(YOUR OBJECTIVE) Tally the lines in the data below where the word "ProgressSpinner" appears, and give the tally alone.

[Stored items]
_____

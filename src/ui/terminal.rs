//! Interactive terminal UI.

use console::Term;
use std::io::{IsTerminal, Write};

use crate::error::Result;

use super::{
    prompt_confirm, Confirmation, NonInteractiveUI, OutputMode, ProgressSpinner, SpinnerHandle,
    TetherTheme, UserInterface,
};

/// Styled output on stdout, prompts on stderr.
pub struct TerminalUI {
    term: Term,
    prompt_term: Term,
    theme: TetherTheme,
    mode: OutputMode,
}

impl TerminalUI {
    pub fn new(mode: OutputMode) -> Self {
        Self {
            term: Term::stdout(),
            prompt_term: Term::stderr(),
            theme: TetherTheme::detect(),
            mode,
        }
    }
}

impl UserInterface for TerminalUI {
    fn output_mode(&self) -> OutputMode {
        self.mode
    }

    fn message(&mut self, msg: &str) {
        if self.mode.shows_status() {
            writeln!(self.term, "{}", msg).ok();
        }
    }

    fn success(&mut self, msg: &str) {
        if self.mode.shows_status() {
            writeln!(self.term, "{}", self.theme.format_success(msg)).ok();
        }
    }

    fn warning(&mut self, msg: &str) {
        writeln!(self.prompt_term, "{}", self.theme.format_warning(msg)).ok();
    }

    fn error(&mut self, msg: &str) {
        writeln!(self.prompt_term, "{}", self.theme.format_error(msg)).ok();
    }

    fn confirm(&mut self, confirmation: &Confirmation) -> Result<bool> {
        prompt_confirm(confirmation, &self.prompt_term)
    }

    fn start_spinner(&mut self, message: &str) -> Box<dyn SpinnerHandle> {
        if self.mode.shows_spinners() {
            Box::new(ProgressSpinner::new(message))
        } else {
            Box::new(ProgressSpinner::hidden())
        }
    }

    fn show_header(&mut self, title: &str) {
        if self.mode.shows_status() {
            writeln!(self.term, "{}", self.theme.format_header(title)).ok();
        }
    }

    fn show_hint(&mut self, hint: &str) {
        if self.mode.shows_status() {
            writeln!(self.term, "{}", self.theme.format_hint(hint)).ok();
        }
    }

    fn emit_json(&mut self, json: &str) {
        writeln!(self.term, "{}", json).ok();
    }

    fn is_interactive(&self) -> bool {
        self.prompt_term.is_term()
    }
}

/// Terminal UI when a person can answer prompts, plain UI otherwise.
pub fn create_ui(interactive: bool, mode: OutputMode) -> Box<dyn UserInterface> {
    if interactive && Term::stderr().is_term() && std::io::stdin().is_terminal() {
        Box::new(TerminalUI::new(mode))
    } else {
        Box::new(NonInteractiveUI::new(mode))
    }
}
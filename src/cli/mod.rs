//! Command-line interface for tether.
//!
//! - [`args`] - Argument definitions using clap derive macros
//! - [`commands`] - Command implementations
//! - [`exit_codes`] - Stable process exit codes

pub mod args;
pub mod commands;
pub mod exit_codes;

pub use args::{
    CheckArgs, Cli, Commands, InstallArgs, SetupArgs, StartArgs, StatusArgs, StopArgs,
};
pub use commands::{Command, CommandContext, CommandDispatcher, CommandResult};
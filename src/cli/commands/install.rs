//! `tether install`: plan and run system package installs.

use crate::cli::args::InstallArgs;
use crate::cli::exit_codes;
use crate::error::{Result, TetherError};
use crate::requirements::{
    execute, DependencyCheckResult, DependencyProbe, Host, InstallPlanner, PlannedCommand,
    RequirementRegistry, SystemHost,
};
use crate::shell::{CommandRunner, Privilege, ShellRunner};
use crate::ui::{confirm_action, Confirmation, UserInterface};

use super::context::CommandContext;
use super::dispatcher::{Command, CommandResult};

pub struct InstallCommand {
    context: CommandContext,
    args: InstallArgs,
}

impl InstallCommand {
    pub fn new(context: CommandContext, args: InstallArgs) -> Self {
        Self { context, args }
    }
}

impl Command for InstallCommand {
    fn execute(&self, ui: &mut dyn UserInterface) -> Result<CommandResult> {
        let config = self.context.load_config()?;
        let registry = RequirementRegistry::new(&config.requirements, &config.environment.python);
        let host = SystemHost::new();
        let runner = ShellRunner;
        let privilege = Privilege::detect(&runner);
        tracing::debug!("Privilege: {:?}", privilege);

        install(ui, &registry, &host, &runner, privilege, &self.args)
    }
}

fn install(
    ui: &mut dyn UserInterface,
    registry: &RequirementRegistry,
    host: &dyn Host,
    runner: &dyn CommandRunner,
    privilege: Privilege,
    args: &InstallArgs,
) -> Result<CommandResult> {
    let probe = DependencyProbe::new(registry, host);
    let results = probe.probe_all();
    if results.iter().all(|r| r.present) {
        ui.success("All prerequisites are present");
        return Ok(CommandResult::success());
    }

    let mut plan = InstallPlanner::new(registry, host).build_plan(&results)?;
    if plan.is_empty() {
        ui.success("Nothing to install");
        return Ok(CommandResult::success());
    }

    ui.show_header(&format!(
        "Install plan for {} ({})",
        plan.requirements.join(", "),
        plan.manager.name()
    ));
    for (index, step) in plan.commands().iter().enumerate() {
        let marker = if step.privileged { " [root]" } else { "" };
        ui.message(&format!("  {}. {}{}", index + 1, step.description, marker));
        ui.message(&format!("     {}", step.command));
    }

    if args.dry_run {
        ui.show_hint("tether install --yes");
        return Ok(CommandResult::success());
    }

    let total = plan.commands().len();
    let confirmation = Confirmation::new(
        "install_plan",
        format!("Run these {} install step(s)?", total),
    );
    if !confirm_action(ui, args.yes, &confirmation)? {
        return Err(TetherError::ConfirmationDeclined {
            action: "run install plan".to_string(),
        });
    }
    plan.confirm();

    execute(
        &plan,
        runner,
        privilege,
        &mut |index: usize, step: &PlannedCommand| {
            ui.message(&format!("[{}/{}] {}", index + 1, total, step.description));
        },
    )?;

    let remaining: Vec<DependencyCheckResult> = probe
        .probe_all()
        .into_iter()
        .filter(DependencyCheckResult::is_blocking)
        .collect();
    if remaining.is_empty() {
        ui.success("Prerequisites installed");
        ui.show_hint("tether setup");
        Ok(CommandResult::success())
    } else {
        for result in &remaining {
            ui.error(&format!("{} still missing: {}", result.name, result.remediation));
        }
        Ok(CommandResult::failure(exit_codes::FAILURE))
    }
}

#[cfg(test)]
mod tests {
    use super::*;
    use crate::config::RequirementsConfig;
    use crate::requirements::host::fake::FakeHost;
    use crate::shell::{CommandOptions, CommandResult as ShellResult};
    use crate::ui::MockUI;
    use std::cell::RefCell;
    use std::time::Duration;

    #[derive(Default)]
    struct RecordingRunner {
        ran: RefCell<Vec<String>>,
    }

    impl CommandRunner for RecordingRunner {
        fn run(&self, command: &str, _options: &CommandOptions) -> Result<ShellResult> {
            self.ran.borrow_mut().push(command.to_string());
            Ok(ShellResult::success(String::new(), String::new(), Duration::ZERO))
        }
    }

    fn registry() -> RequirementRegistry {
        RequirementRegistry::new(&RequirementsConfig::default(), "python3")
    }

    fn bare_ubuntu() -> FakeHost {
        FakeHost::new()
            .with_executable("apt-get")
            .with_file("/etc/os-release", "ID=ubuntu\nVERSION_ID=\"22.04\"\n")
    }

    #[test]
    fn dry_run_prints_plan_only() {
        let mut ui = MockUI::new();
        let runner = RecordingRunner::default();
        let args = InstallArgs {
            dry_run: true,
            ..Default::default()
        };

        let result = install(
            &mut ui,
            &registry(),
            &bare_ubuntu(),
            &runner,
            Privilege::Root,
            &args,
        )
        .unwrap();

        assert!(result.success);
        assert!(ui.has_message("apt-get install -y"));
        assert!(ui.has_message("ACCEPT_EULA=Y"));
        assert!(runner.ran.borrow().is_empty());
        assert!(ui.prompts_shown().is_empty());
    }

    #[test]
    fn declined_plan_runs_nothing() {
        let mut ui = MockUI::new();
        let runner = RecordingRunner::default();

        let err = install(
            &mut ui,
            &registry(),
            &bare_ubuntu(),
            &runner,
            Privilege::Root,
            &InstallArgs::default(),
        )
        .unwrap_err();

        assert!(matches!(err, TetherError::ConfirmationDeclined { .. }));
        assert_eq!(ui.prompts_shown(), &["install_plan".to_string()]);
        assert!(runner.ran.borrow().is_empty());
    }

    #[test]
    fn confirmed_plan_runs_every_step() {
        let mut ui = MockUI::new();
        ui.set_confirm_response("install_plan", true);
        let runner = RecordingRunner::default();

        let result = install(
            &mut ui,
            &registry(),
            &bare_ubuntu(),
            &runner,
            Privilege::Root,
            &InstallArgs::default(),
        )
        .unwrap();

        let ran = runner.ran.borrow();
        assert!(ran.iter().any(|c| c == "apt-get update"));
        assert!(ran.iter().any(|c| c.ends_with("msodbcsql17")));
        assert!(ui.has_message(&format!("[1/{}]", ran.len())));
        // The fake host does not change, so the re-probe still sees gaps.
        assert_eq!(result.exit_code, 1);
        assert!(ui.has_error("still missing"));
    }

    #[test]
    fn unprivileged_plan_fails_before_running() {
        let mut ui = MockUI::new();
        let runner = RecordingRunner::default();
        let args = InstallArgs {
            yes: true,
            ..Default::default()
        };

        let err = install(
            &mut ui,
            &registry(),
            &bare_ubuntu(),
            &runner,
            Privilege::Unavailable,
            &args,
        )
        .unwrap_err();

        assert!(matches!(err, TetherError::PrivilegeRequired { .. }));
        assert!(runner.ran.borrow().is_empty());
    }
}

_____

(SOLUTION TO THE PROBLEM) 3